(Stored data entries)
Start of Block
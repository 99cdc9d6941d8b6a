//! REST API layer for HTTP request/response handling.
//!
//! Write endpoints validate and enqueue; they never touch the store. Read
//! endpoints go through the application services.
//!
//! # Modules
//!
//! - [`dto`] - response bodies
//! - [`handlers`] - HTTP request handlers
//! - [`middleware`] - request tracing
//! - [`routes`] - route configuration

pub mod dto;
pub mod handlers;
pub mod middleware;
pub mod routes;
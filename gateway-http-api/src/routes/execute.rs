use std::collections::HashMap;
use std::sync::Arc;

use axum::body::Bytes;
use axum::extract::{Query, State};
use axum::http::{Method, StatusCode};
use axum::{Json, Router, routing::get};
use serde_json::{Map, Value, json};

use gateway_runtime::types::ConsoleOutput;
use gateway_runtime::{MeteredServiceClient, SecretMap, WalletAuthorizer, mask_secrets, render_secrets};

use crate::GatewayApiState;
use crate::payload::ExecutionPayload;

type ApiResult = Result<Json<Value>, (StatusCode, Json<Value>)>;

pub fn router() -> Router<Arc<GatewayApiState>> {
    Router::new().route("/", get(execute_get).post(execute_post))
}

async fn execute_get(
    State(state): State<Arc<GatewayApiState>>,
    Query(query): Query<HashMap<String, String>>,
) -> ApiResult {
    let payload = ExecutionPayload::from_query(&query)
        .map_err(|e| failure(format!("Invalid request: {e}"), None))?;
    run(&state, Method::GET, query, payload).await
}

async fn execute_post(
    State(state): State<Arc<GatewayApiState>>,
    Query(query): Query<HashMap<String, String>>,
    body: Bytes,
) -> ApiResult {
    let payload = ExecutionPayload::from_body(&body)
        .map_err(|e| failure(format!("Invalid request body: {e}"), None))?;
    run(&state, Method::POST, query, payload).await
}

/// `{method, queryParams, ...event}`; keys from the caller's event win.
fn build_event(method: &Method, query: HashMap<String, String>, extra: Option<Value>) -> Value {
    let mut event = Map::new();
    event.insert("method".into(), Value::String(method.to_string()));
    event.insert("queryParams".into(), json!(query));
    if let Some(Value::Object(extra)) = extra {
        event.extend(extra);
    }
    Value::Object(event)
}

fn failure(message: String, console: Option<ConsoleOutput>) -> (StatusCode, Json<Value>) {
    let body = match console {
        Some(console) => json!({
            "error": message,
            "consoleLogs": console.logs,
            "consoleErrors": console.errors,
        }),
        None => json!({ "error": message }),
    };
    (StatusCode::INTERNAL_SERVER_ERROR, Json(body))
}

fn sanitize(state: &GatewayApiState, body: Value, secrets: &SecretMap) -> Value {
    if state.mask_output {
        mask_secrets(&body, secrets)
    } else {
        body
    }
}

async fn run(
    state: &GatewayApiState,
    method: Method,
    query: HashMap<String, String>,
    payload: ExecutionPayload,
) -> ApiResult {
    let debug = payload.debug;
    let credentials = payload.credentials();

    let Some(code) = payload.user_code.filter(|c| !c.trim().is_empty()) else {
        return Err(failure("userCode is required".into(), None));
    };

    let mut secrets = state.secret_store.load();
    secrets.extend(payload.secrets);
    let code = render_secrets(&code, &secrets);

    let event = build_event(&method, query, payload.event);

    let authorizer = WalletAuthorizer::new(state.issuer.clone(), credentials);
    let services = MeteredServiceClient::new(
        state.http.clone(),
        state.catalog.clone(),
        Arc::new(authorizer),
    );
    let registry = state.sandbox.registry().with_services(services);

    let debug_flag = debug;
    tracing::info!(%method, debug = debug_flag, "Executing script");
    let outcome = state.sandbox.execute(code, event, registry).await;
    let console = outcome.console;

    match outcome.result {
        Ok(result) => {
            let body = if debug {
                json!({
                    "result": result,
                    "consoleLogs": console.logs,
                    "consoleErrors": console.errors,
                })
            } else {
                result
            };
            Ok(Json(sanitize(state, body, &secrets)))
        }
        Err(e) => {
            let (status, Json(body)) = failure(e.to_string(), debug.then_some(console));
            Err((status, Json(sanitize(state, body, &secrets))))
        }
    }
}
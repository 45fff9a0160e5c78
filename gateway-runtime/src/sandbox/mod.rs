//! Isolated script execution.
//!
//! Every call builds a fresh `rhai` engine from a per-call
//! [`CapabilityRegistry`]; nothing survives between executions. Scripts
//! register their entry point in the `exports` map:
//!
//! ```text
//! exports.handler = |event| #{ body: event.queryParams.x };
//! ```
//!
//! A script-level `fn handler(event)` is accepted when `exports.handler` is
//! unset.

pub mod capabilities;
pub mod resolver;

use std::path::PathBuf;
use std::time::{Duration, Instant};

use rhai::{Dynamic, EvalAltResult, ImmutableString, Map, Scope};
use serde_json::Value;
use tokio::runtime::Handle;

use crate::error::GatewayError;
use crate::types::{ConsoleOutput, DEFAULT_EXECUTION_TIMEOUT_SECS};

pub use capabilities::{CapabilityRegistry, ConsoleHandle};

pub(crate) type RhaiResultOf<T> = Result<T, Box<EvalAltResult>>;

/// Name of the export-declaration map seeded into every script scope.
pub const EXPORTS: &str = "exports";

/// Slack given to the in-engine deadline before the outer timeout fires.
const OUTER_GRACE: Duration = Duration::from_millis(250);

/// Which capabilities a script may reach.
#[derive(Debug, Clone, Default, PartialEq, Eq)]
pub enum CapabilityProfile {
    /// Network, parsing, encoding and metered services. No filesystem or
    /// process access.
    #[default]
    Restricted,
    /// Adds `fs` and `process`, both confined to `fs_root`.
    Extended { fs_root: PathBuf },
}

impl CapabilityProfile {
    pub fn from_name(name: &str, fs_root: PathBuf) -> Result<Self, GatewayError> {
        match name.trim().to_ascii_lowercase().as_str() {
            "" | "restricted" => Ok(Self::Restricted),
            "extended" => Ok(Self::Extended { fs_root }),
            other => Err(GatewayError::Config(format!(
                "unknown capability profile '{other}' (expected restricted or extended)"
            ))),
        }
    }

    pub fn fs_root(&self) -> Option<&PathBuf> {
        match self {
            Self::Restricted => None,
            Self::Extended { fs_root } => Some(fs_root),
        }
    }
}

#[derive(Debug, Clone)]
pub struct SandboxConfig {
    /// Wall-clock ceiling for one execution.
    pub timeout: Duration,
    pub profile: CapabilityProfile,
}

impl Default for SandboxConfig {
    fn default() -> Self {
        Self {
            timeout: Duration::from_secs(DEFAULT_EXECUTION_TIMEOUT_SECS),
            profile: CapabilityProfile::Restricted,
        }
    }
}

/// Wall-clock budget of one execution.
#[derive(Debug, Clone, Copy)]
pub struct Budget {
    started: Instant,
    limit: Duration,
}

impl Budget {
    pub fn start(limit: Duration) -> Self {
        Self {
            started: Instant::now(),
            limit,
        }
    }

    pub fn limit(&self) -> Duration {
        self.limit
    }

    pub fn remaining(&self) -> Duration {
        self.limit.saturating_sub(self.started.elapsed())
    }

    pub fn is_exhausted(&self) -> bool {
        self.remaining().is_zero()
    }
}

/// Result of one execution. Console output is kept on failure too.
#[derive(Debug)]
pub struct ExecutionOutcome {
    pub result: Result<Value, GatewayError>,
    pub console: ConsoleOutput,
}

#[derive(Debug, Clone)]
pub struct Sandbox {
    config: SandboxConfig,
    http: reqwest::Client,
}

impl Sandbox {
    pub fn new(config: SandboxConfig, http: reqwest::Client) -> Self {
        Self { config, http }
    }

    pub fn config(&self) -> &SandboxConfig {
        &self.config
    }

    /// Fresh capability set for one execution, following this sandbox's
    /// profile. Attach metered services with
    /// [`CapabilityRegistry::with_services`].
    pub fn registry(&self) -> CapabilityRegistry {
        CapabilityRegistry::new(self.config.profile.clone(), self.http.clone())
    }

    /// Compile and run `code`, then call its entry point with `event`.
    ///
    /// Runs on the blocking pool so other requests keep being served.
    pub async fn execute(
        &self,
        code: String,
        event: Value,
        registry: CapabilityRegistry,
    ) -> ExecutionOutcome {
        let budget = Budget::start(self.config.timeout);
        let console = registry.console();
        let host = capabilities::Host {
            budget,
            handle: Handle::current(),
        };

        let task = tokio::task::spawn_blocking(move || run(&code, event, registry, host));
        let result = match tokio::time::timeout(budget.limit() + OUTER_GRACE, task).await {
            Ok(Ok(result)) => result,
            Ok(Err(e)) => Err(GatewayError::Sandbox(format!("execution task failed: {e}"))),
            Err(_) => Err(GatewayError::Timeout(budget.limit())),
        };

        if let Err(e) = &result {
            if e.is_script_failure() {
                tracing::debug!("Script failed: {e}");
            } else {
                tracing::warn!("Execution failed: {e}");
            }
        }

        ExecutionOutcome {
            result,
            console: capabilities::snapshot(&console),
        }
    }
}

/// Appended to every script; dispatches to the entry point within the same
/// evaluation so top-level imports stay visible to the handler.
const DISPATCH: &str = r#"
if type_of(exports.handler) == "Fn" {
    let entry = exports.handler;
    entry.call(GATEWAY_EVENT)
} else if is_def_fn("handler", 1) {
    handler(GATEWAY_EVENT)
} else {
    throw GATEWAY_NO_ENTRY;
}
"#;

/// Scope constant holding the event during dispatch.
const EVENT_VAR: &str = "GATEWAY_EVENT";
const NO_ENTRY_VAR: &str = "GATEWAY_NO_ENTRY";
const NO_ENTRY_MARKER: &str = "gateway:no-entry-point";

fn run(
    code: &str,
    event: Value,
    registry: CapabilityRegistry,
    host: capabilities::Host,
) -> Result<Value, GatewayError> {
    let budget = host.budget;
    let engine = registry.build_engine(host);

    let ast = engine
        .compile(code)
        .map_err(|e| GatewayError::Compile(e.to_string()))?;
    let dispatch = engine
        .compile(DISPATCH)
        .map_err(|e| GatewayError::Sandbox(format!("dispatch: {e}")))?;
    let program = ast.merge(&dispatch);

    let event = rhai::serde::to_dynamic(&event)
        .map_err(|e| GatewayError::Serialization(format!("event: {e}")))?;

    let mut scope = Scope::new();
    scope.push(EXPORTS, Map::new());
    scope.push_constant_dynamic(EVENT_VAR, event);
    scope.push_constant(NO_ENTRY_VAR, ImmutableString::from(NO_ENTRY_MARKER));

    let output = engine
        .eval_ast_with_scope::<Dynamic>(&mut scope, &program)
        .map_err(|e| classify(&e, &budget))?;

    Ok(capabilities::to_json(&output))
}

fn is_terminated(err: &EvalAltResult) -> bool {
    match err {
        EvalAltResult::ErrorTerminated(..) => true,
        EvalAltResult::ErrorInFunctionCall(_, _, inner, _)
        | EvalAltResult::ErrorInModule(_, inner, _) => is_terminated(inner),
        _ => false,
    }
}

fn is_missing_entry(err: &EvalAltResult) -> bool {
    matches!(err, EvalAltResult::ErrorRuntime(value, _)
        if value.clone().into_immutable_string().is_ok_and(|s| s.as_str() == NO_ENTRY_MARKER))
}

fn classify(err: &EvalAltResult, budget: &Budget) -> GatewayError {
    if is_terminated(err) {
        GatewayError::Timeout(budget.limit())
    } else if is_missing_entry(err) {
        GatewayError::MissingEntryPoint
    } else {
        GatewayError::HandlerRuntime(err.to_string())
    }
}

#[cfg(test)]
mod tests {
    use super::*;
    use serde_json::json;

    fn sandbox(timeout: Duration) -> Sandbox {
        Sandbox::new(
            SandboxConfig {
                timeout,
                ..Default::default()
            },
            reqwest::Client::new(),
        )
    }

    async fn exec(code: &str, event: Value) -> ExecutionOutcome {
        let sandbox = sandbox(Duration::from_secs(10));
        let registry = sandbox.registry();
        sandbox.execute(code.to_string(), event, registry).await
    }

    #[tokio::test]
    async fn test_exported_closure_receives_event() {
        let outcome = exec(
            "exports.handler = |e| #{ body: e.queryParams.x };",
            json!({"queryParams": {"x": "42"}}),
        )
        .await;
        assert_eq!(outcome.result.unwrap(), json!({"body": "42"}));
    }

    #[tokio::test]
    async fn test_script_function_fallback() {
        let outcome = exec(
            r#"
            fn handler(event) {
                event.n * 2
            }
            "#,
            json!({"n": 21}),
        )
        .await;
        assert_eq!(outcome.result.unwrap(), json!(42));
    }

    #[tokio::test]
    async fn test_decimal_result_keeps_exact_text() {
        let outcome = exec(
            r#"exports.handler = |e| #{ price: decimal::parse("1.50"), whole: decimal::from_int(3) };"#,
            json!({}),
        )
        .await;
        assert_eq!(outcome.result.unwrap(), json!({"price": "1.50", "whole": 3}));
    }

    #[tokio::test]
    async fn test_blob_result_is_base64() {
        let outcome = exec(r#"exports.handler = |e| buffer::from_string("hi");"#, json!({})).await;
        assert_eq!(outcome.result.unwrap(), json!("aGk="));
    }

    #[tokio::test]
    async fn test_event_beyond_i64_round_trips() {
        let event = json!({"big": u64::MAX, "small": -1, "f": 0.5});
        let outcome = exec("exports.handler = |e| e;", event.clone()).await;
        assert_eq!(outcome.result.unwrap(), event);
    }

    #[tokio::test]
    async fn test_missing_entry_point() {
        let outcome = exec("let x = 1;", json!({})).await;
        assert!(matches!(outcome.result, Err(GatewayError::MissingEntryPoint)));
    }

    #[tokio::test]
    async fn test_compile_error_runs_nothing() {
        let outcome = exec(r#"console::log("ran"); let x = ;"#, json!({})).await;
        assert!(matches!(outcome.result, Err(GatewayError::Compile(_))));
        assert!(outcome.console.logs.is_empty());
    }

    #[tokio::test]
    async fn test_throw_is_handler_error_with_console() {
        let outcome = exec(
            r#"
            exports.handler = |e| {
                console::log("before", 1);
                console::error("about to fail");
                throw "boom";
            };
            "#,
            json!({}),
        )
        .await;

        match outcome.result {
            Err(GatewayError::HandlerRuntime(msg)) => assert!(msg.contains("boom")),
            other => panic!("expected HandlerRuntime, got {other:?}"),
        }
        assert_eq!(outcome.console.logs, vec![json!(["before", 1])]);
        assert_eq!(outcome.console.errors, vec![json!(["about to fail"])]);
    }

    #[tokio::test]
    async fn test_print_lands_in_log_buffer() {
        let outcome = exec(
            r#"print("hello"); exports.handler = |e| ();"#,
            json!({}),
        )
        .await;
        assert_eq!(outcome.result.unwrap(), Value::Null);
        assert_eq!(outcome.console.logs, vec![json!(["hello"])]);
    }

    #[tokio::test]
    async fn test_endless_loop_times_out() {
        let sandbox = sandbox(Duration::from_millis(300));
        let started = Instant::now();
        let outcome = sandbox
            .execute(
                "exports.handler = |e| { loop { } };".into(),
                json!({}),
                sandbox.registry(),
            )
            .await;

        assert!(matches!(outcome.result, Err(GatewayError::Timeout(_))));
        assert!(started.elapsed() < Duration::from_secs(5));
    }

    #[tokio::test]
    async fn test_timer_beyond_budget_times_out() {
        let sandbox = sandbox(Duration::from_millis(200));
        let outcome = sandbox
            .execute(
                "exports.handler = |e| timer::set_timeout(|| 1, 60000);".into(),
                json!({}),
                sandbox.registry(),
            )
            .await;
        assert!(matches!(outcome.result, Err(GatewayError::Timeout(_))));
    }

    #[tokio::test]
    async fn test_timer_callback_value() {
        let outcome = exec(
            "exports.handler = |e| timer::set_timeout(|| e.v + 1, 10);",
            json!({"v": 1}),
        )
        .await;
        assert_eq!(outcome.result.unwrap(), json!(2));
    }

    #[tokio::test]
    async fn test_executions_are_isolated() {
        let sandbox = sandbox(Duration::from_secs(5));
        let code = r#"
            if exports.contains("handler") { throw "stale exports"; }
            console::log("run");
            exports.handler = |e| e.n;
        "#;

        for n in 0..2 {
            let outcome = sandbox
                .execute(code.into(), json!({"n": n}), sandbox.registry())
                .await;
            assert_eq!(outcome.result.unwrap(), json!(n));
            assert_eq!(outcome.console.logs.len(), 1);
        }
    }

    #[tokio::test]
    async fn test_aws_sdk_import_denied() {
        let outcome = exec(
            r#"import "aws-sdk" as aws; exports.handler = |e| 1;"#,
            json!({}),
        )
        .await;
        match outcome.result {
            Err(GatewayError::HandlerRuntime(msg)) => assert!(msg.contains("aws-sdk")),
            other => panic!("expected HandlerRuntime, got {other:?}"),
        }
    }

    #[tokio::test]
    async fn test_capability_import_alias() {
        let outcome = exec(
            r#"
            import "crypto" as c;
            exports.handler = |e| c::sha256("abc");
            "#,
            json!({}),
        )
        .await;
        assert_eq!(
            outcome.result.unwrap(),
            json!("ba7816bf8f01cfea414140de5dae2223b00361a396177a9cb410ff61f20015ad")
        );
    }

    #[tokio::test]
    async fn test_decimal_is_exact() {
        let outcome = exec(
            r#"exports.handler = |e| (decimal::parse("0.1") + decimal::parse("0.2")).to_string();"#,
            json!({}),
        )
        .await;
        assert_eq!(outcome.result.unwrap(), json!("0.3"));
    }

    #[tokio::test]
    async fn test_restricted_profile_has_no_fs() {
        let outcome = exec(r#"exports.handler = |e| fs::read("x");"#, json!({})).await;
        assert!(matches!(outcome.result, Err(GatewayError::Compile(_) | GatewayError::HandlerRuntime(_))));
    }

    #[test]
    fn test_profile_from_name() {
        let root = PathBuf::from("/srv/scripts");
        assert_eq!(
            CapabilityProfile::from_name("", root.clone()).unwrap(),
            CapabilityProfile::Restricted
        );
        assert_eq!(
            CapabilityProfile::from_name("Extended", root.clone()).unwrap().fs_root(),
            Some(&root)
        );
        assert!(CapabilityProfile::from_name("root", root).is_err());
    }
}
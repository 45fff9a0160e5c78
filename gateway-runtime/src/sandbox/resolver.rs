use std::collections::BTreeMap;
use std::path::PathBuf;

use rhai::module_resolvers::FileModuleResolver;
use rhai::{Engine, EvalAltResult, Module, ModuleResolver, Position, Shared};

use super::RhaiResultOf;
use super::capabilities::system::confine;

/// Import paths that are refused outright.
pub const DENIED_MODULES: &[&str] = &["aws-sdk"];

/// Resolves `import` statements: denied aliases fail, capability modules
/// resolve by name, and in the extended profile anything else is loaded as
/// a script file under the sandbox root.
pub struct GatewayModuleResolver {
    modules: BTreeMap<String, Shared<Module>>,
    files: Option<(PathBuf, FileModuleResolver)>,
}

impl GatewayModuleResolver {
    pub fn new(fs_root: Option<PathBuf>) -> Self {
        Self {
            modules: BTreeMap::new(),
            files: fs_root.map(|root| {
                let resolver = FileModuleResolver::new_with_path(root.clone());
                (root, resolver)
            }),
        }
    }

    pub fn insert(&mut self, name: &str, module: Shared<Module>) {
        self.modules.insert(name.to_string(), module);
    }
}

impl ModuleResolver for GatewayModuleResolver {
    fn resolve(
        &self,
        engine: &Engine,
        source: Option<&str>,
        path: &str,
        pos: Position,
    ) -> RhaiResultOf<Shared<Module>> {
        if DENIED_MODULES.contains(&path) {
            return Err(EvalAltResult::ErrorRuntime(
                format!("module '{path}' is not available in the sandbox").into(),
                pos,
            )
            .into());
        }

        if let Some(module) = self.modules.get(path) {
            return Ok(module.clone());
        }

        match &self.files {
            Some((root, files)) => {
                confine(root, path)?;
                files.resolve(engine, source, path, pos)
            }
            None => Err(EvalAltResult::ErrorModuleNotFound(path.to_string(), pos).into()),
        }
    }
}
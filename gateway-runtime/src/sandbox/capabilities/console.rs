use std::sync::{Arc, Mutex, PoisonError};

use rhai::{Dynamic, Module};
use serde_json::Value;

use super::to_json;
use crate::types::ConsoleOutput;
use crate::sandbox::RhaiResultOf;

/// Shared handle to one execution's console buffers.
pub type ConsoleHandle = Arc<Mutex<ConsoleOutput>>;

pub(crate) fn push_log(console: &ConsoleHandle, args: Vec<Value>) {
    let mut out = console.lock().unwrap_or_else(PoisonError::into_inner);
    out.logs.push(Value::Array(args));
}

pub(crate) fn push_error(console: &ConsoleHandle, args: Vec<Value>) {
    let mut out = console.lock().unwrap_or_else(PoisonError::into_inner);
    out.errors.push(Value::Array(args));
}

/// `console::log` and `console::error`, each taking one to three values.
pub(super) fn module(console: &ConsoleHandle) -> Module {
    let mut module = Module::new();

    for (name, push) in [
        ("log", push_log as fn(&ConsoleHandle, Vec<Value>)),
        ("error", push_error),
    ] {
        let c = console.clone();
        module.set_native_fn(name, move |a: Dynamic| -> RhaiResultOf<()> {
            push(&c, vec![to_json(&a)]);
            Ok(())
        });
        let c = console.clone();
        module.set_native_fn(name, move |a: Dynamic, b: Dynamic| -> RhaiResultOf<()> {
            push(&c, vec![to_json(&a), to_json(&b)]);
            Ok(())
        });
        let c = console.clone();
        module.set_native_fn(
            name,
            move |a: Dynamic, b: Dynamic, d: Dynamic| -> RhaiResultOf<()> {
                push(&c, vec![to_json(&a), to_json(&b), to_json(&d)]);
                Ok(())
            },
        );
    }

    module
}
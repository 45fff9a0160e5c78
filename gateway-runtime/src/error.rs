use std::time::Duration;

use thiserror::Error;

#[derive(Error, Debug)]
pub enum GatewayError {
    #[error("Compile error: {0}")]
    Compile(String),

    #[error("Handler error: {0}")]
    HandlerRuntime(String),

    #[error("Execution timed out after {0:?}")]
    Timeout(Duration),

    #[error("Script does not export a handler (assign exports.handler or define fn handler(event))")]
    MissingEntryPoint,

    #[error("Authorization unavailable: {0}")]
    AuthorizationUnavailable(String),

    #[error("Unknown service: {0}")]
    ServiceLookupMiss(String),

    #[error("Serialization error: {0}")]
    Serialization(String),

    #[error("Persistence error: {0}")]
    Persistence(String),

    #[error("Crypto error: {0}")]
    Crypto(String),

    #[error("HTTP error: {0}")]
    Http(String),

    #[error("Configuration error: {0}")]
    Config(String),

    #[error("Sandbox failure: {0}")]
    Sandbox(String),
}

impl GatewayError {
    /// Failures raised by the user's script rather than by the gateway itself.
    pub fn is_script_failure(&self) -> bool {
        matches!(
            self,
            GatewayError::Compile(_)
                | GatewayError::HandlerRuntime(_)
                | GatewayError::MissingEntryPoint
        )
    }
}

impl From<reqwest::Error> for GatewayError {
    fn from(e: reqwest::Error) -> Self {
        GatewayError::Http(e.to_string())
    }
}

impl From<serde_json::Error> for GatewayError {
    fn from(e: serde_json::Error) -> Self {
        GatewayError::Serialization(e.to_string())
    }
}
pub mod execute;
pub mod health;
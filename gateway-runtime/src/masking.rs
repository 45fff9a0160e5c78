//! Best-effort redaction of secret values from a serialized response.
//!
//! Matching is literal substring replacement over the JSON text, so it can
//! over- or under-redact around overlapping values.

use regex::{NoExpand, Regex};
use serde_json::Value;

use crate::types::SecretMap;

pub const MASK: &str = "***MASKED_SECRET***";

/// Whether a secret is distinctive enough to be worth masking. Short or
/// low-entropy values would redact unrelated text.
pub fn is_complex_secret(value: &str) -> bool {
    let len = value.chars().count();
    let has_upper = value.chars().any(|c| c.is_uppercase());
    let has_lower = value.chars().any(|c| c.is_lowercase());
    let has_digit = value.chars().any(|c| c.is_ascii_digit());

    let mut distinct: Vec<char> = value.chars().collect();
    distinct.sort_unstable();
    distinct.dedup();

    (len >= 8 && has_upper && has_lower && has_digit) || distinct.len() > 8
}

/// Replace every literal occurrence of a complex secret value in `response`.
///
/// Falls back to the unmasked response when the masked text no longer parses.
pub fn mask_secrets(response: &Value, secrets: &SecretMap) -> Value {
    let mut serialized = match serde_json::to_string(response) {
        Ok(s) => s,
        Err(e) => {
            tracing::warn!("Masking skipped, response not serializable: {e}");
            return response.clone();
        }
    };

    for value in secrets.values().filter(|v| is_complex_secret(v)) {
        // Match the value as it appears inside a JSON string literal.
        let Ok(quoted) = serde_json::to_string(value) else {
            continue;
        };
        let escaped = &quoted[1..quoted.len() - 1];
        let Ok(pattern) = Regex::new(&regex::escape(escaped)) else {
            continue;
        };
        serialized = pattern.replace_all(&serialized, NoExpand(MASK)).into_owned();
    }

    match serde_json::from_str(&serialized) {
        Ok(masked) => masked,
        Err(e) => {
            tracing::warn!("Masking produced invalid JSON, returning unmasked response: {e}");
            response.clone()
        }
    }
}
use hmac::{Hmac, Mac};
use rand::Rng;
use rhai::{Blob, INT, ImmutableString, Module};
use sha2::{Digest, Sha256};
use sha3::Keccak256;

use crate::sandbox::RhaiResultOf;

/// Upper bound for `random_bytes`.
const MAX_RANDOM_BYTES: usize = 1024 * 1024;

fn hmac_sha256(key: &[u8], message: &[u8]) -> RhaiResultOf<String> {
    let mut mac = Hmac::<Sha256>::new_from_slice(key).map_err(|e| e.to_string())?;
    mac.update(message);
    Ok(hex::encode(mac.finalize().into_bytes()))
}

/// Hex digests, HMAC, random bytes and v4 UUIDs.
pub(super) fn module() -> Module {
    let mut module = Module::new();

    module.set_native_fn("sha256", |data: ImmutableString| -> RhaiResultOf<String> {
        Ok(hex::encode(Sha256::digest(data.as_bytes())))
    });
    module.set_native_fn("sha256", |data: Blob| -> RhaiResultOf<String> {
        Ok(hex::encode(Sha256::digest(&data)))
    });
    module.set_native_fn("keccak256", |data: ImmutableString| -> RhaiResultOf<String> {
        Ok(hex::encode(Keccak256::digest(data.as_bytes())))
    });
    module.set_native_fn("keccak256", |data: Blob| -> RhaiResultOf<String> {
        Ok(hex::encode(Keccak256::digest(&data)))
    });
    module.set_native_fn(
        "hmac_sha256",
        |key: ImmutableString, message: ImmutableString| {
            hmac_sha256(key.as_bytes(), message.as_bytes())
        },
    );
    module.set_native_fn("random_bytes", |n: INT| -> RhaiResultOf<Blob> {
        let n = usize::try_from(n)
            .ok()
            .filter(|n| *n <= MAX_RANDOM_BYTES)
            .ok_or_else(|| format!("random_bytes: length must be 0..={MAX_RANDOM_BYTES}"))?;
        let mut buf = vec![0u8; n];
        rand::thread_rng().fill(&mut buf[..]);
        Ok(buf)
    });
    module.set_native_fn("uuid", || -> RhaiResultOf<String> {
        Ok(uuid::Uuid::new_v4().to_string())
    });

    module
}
End of Block
Wherever a line in the records contains the word "sanitize", copy that line.

TASK SOLUTION |
fn sanitize(state: &GatewayApiState, body: Value, secrets: &SecretMap) -> Value {
            Ok(Json(sanitize(state, body, &secrets)))
            Err((status, Json(sanitize(state, body, &secrets))))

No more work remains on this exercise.